──────── Data to use ────────

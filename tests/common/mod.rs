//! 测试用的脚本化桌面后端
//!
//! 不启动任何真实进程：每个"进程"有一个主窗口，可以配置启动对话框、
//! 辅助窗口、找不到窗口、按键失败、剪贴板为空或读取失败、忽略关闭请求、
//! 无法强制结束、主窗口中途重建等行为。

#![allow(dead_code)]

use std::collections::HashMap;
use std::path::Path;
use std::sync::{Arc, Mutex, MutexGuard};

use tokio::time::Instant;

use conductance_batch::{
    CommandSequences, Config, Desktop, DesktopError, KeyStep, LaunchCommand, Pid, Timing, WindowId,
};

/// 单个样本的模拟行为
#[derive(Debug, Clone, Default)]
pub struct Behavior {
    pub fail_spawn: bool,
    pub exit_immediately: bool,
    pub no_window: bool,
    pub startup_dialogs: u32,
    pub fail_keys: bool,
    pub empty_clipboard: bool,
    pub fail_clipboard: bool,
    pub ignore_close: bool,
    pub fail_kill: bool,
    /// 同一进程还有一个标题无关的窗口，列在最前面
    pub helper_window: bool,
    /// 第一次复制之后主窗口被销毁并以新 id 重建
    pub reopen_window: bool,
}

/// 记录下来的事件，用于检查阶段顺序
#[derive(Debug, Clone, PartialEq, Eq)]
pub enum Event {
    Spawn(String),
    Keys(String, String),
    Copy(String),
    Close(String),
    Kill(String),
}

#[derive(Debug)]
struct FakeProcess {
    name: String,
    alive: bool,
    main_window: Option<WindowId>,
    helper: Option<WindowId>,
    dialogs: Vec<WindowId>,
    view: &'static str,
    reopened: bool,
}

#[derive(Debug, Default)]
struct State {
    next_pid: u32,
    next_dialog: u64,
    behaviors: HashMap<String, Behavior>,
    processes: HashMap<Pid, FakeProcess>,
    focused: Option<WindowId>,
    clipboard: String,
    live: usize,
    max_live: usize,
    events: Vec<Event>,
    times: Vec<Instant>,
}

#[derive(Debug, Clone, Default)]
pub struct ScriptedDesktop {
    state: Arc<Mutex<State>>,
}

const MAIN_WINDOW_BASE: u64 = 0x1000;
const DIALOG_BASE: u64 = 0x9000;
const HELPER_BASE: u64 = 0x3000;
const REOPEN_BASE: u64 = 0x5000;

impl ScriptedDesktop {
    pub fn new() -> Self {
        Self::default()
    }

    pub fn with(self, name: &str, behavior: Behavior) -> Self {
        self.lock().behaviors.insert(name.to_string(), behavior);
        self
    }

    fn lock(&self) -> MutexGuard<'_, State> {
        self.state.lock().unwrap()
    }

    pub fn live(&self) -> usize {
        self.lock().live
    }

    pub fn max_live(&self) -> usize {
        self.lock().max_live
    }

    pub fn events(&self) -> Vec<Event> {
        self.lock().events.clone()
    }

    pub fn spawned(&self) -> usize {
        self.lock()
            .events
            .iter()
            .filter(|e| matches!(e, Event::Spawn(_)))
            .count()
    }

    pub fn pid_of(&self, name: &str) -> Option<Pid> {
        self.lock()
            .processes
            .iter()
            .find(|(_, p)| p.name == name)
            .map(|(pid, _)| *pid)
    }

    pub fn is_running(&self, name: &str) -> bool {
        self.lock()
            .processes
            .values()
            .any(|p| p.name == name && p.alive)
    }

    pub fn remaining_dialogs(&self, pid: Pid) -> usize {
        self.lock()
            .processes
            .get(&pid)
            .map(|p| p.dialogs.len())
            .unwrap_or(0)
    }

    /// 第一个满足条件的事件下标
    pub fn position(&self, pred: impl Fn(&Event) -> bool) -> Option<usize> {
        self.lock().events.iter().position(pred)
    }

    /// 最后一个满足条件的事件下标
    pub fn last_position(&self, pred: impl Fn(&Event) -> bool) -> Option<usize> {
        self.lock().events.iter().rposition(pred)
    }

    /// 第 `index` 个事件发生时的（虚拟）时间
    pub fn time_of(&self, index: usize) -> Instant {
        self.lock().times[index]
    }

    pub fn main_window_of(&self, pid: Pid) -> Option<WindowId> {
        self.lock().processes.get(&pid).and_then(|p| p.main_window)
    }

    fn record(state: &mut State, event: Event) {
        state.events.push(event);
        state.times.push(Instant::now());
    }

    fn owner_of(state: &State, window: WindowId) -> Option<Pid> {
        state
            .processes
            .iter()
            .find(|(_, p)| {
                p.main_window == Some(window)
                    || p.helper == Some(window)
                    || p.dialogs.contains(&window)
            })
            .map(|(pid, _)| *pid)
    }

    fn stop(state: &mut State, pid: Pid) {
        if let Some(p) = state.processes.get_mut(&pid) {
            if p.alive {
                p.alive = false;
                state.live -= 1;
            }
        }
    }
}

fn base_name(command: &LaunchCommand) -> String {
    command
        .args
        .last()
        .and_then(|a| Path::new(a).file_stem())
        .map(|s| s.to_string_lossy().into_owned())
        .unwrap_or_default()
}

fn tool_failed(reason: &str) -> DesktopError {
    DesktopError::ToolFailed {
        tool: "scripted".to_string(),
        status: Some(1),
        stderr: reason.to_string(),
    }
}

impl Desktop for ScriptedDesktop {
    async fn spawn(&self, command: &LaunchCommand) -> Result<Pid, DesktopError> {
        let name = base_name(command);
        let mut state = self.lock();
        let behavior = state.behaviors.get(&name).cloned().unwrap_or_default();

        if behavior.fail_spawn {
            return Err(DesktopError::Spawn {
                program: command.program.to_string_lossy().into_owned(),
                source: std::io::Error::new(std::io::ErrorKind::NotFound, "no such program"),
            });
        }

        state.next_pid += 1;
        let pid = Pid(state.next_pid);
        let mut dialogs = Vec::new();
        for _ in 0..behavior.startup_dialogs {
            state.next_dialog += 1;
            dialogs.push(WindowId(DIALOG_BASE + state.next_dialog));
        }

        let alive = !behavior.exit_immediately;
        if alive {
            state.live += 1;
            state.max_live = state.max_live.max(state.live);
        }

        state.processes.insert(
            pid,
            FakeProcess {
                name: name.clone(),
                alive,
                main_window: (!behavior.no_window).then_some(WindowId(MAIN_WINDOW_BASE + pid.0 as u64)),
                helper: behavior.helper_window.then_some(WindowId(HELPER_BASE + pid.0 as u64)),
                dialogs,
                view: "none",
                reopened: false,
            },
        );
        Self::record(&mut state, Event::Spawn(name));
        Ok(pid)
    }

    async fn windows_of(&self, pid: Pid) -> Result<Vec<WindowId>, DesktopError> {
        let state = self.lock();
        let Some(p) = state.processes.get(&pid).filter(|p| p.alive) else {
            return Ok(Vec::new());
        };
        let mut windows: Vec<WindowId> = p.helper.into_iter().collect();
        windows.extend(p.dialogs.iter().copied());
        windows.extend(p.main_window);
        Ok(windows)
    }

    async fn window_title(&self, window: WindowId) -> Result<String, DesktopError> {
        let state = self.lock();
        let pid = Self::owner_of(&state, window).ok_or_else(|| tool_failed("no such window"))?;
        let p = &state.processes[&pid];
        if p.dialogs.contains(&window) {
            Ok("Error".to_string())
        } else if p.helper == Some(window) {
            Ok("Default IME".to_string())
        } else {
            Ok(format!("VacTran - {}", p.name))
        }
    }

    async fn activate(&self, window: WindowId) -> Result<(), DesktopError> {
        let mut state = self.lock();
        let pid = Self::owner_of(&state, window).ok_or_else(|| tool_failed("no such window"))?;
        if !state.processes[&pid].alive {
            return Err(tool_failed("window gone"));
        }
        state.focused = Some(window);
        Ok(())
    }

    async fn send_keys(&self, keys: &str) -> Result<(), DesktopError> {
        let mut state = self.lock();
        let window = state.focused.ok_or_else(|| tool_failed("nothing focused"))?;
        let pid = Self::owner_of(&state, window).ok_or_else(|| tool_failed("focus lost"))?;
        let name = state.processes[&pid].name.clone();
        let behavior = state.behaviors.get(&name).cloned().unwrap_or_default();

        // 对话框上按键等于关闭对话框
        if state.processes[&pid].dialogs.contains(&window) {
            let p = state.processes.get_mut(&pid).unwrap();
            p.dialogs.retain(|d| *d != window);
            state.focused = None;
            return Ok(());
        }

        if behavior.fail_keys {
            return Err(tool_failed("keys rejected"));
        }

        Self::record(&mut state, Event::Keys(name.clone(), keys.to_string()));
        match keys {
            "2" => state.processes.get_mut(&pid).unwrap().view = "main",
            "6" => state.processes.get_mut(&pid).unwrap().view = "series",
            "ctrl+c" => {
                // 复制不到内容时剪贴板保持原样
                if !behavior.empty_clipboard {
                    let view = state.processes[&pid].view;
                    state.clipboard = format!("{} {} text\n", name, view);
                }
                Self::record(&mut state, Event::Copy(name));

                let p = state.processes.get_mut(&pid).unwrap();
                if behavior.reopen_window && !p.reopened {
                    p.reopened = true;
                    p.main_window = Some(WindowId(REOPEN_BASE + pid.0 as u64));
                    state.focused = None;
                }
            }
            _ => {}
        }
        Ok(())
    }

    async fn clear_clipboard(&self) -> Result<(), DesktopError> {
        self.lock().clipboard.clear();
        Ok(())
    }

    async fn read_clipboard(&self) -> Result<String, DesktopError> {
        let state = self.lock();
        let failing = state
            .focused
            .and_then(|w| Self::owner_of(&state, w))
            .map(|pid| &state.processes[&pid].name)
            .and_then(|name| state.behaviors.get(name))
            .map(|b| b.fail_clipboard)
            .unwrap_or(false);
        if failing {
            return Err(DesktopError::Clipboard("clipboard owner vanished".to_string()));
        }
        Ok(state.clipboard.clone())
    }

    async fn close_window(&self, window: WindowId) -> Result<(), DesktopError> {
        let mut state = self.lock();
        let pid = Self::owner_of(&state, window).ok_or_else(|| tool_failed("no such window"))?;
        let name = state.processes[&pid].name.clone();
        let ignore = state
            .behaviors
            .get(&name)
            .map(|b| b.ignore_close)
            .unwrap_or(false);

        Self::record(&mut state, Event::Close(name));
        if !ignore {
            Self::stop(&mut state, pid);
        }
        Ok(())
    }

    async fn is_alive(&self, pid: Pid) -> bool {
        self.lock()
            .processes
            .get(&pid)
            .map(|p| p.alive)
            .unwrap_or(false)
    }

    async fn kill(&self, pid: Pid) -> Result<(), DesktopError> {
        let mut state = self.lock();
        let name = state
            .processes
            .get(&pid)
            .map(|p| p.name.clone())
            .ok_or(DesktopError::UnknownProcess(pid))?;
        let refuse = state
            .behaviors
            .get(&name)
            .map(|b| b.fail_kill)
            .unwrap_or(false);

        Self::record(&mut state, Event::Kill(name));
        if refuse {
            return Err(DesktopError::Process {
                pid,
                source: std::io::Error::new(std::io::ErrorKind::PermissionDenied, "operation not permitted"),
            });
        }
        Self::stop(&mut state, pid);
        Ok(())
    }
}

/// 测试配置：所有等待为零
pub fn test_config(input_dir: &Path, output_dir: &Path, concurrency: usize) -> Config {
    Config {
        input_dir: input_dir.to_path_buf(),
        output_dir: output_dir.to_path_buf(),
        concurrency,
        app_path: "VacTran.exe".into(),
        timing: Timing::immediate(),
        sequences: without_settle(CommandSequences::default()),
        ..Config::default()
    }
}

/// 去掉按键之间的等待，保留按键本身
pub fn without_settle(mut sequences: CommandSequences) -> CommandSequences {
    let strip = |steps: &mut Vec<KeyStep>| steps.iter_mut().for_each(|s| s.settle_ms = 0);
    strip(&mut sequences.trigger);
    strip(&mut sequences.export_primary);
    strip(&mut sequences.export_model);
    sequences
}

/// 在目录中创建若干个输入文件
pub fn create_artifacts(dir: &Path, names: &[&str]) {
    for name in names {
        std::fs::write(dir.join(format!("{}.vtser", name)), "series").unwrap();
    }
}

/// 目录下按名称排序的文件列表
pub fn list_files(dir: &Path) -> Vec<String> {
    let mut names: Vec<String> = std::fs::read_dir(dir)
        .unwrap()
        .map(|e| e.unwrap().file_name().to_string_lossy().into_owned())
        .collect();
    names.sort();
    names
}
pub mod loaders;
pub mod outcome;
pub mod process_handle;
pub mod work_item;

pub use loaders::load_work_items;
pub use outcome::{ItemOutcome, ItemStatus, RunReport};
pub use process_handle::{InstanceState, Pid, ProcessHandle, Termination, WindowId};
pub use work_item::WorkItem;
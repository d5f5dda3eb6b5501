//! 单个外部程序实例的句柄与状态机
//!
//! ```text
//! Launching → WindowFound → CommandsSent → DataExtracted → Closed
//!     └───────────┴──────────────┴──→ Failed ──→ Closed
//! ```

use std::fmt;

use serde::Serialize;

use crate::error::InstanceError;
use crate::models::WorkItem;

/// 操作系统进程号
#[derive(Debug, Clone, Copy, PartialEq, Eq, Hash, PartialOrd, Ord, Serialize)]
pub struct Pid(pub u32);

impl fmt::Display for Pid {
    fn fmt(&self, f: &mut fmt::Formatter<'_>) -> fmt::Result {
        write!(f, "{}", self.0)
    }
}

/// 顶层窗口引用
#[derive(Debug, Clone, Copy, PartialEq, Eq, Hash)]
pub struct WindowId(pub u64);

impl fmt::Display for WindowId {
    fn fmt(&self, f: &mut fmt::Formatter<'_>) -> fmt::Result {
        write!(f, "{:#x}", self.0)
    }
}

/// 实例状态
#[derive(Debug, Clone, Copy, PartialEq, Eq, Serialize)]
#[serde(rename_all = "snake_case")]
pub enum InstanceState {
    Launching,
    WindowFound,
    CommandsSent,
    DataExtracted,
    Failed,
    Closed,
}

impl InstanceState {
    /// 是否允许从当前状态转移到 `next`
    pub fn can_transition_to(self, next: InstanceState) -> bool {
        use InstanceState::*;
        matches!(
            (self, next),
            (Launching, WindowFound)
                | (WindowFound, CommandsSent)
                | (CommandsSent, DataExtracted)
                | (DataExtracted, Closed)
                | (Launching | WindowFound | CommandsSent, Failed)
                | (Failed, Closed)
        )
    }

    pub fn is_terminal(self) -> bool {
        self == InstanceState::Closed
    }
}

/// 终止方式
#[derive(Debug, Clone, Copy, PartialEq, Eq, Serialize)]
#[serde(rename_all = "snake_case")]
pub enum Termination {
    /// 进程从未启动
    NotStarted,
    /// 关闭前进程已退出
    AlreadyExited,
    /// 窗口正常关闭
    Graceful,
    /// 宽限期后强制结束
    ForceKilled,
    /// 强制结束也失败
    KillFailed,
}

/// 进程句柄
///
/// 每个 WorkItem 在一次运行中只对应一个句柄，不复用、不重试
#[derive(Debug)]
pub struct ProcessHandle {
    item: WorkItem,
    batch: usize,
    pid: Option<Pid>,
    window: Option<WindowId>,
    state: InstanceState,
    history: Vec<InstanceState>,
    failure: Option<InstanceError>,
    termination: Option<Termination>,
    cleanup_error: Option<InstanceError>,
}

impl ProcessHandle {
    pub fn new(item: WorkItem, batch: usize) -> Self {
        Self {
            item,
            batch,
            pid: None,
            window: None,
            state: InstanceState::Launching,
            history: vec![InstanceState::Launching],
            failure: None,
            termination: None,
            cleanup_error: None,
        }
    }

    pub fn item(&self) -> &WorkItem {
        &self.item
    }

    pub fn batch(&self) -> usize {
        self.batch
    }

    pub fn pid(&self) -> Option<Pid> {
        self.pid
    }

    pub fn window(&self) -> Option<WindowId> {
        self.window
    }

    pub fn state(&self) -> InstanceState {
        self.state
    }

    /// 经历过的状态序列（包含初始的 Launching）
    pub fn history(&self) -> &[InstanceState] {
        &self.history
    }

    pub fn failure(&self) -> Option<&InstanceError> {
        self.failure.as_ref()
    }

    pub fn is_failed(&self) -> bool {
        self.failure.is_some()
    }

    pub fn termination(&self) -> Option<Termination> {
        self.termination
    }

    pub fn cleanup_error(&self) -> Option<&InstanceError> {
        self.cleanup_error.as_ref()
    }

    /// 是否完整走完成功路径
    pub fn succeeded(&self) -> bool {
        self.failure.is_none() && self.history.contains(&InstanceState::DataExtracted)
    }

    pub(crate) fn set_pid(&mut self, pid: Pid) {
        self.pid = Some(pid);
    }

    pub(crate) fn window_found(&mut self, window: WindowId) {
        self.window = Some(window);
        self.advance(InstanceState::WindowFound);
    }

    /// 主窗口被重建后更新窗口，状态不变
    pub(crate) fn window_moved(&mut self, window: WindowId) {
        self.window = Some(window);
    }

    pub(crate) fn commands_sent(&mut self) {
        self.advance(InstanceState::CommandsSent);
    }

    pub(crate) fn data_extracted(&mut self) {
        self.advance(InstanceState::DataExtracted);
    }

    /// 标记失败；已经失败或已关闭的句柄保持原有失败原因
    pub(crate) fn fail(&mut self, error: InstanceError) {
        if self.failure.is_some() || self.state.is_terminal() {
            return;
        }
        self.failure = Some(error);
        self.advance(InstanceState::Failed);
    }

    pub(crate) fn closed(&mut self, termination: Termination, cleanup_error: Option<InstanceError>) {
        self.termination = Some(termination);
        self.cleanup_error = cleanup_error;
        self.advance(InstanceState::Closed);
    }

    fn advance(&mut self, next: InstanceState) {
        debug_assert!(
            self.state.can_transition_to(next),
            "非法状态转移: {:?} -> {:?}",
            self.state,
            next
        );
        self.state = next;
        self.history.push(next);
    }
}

────────

* **Required action**: Provide solely the number of lines in the data that include the word "ErrorKind".

* **Solution**: 2